Evidence that a calming has already started was borne out in the recently released REA Q4 figures for three-bed semi-detached homes, which showed Dublin prices relatively stable. In contrast, areas where buyers can purchase relatively more affordable homes, such as Swords in north Dublin, saw large price increases in the last quarter, indicating that there may be a ceiling of €400,000 that puts purchasing out of the reach of many buyers. Another factor expected to add to supply throughout 2022 is the continuing trend of landlords selling up investment properties.

The most recent REA quarterly survey showed that investors exiting the market accounted for a quarter of family homes sold in the last quarter. “With price increases continuing, values are now at an acceptable level for many investors to sell and exit the market” Mr McDonald said. “It is also clear that the changing legislation associated with the residential rental market is becoming a deterrent to non-institutional landlords.”

While an overall hike of 6pc is expected for 2022, agents expect Dublin to split into faster and slower rising zones.
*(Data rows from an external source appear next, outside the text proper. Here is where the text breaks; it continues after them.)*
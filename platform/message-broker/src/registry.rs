//! Schema registry clients
//!
//! Registration is out of band. The encode path only looks up the id of a
//! schema that an operator already registered, and the decode path fetches
//! schema text by the id carried in the wire frame.

use apache_avro::Schema;
use async_trait::async_trait;
use reqwest::{Client, Url};
use serde::{Deserialize, Serialize};
use std::collections::HashMap;
use std::time::Duration;
use tokio::sync::RwLock;

use crate::error::{BrokerError, BrokerResult};

#[async_trait]
pub trait SchemaRegistry: Send + Sync {
    /// Id of `definition` under `subject`. Never registers.
    async fn lookup_id(&self, subject: &str, definition: &str) -> BrokerResult<u32>;

    /// Schema text registered under `id`
    async fn schema_by_id(&self, id: u32) -> BrokerResult<String>;
}

#[derive(Serialize)]
struct SchemaRequest<'a> {
    schema: &'a str,
}

#[derive(Deserialize)]
struct LookupResponse {
    id: u32,
}

#[derive(Deserialize)]
struct SchemaResponse {
    schema: String,
}

/// Client for a Confluent-compatible registry REST API
///
/// Both directions are cached for the life of the client; registered
/// schemas are immutable so entries never go stale.
pub struct HttpSchemaRegistry {
    base_url: Url,
    credentials: Option<(String, String)>,
    http_client: Client,
    ids: RwLock<HashMap<(String, String), u32>>,
    schemas: RwLock<HashMap<u32, String>>,
}

impl std::fmt::Debug for HttpSchemaRegistry {
    fn fmt(&self, f: &mut std::fmt::Formatter<'_>) -> std::fmt::Result {
        f.debug_struct("HttpSchemaRegistry")
            .field("base_url", &self.base_url.as_str())
            .field("has_credentials", &self.credentials.is_some())
            .finish()
    }
}

impl HttpSchemaRegistry {
    pub fn new(base_url: impl Into<String>) -> BrokerResult<Self> {
        let raw = base_url.into();
        let base_url = Url::parse(&raw)
            .map_err(|e| BrokerError::Configuration(format!("invalid schema registry url '{raw}': {e}")))?;
        if base_url.cannot_be_a_base() {
            return Err(BrokerError::Configuration(format!(
                "schema registry url '{raw}' cannot carry a path"
            )));
        }

        let http_client = Client::builder()
            .timeout(Duration::from_secs(30))
            .build()
            .map_err(|e| BrokerError::Registry(e.to_string()))?;

        Ok(Self {
            base_url,
            credentials: None,
            http_client,
            ids: RwLock::new(HashMap::new()),
            schemas: RwLock::new(HashMap::new()),
        })
    }

    pub fn with_basic_auth(mut self, username: impl Into<String>, password: impl Into<String>) -> Self {
        self.credentials = Some((username.into(), password.into()));
        self
    }

    /// Registry endpoint with each segment percent-encoded
    fn endpoint(&self, segments: &[&str]) -> BrokerResult<Url> {
        let mut url = self.base_url.clone();
        url.path_segments_mut()
            .map_err(|_| BrokerError::Configuration(format!("invalid schema registry url '{}'", self.base_url)))?
            .pop_if_empty()
            .extend(segments);
        Ok(url)
    }

    fn authorize(&self, request: reqwest::RequestBuilder) -> reqwest::RequestBuilder {
        match &self.credentials {
            Some((user, password)) => request.basic_auth(user, Some(password)),
            None => request,
        }
    }

    /// Convert a registry response into a value or a `Registry` error
    async fn handle_response<T: serde::de::DeserializeOwned>(
        response: reqwest::Response,
        context: &str,
    ) -> BrokerResult<T> {
        let status = response.status();

        if status.is_success() {
            response
                .json::<T>()
                .await
                .map_err(|e| BrokerError::Registry(format!("{context}: invalid response: {e}")))
        } else {
            let body = response
                .text()
                .await
                .unwrap_or_else(|_| "Unable to read error response".to_string());
            Err(BrokerError::Registry(format!(
                "{context}: HTTP {}: {body}",
                status.as_u16()
            )))
        }
    }
}

#[async_trait]
impl SchemaRegistry for HttpSchemaRegistry {
    async fn lookup_id(&self, subject: &str, definition: &str) -> BrokerResult<u32> {
        let cache_key = (subject.to_string(), definition.to_string());
        if let Some(id) = self.ids.read().await.get(&cache_key) {
            return Ok(*id);
        }

        let url = self.endpoint(&["subjects", subject])?;
        let response = self
            .authorize(self.http_client.post(url))
            .json(&SchemaRequest { schema: definition })
            .send()
            .await
            .map_err(|e| BrokerError::Registry(e.to_string()))?;

        let context = format!("lookup of subject '{subject}'");
        let found: LookupResponse = Self::handle_response(response, &context).await?;

        tracing::debug!(subject = %subject, schema_id = found.id, "Resolved schema id");
        self.ids.write().await.insert(cache_key, found.id);
        Ok(found.id)
    }

    async fn schema_by_id(&self, id: u32) -> BrokerResult<String> {
        if let Some(schema) = self.schemas.read().await.get(&id) {
            return Ok(schema.clone());
        }

        let id_segment = id.to_string();
        let url = self.endpoint(&["schemas", "ids", &id_segment])?;
        let response = self
            .authorize(self.http_client.get(url))
            .send()
            .await
            .map_err(|e| BrokerError::Registry(e.to_string()))?;

        let context = format!("fetch of schema id {id}");
        let found: SchemaResponse = Self::handle_response(response, &context).await?;

        self.schemas.write().await.insert(id, found.schema.clone());
        Ok(found.schema)
    }
}

#[derive(Default)]
struct Registered {
    next_id: u32,
    by_subject: HashMap<(String, String), u32>,
    by_id: HashMap<u32, String>,
}

/// In-process registry for tests and local development
///
/// Definitions are compared by their Avro canonical form, so whitespace and
/// attribute order do not produce new ids.
#[derive(Default)]
pub struct InMemorySchemaRegistry {
    inner: RwLock<Registered>,
}

impl InMemorySchemaRegistry {
    pub fn new() -> Self {
        Self::default()
    }

    /// Register a schema under a subject and return its id
    ///
    /// Registering the same schema twice returns the existing id.
    pub async fn register(&self, subject: &str, definition: &str) -> BrokerResult<u32> {
        let canonical = canonical_form(definition)?;
        let mut inner = self.inner.write().await;

        let key = (subject.to_string(), canonical);
        if let Some(id) = inner.by_subject.get(&key) {
            return Ok(*id);
        }

        inner.next_id += 1;
        let id = inner.next_id;
        inner.by_subject.insert(key, id);
        inner.by_id.insert(id, definition.to_string());
        Ok(id)
    }
}

fn canonical_form(definition: &str) -> BrokerResult<String> {
    Schema::parse_str(definition)
        .map(|schema| schema.canonical_form())
        .map_err(|e| BrokerError::Registry(format!("invalid schema: {e}")))
}

#[async_trait]
impl SchemaRegistry for InMemorySchemaRegistry {
    async fn lookup_id(&self, subject: &str, definition: &str) -> BrokerResult<u32> {
        let key = (subject.to_string(), canonical_form(definition)?);
        self.inner
            .read()
            .await
            .by_subject
            .get(&key)
            .copied()
            .ok_or_else(|| {
                BrokerError::Registry(format!("schema not registered under subject '{subject}'"))
            })
    }

    async fn schema_by_id(&self, id: u32) -> BrokerResult<String> {
        self.inner
            .read()
            .await
            .by_id
            .get(&id)
            .cloned()
            .ok_or_else(|| BrokerError::Registry(format!("unknown schema id {id}")))
    }
}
A lesser increase of 5pc is predicted in the capital’s more central postcode areas – but agents in north county Dublin are forecasting increases of 8pc as the supply of new homes on to the market is unable to meet demand. North Dublin saw rises of 17pc for three-bed semis in the past 12 months, with prices increasing by 4pc in the final quarter of the year. 

“Any areas of Dublin where prices are seen as affordable saw large inflation in 2021 as buyers bid for properties at their affordability limits,” Mr McDonald said. Such locations can expect higher increases than other locations again in 2022 albeit at a slower rate. “Swords is a perfect example, seeing three-bed semis rise by 27pc in the past 12 months, with prices increasing by €85,000 to €390,000.”

South County Dublin saw more manageable rises of 6pc in 2021 and agents predict that this upward trend will continue with a 5.1pc upturn forecast in 2022. Agents in three of the main cities outside Dublin are optimistic that markets will stabilise this year, with rises of 5pc predicted in Cork (3pc in 2021), Galway city (4pc) and Waterford (9pc). The biggest predicted rise nationally comes for Limerick city, where local valuation experts are forecasting 10pc growth. Commuter counties saw family home prices rise by 15pc in 2021, with 3pc growth in the last quarter as buyers chased affordability, and agents are predicting prices to grow by 5pc again this year.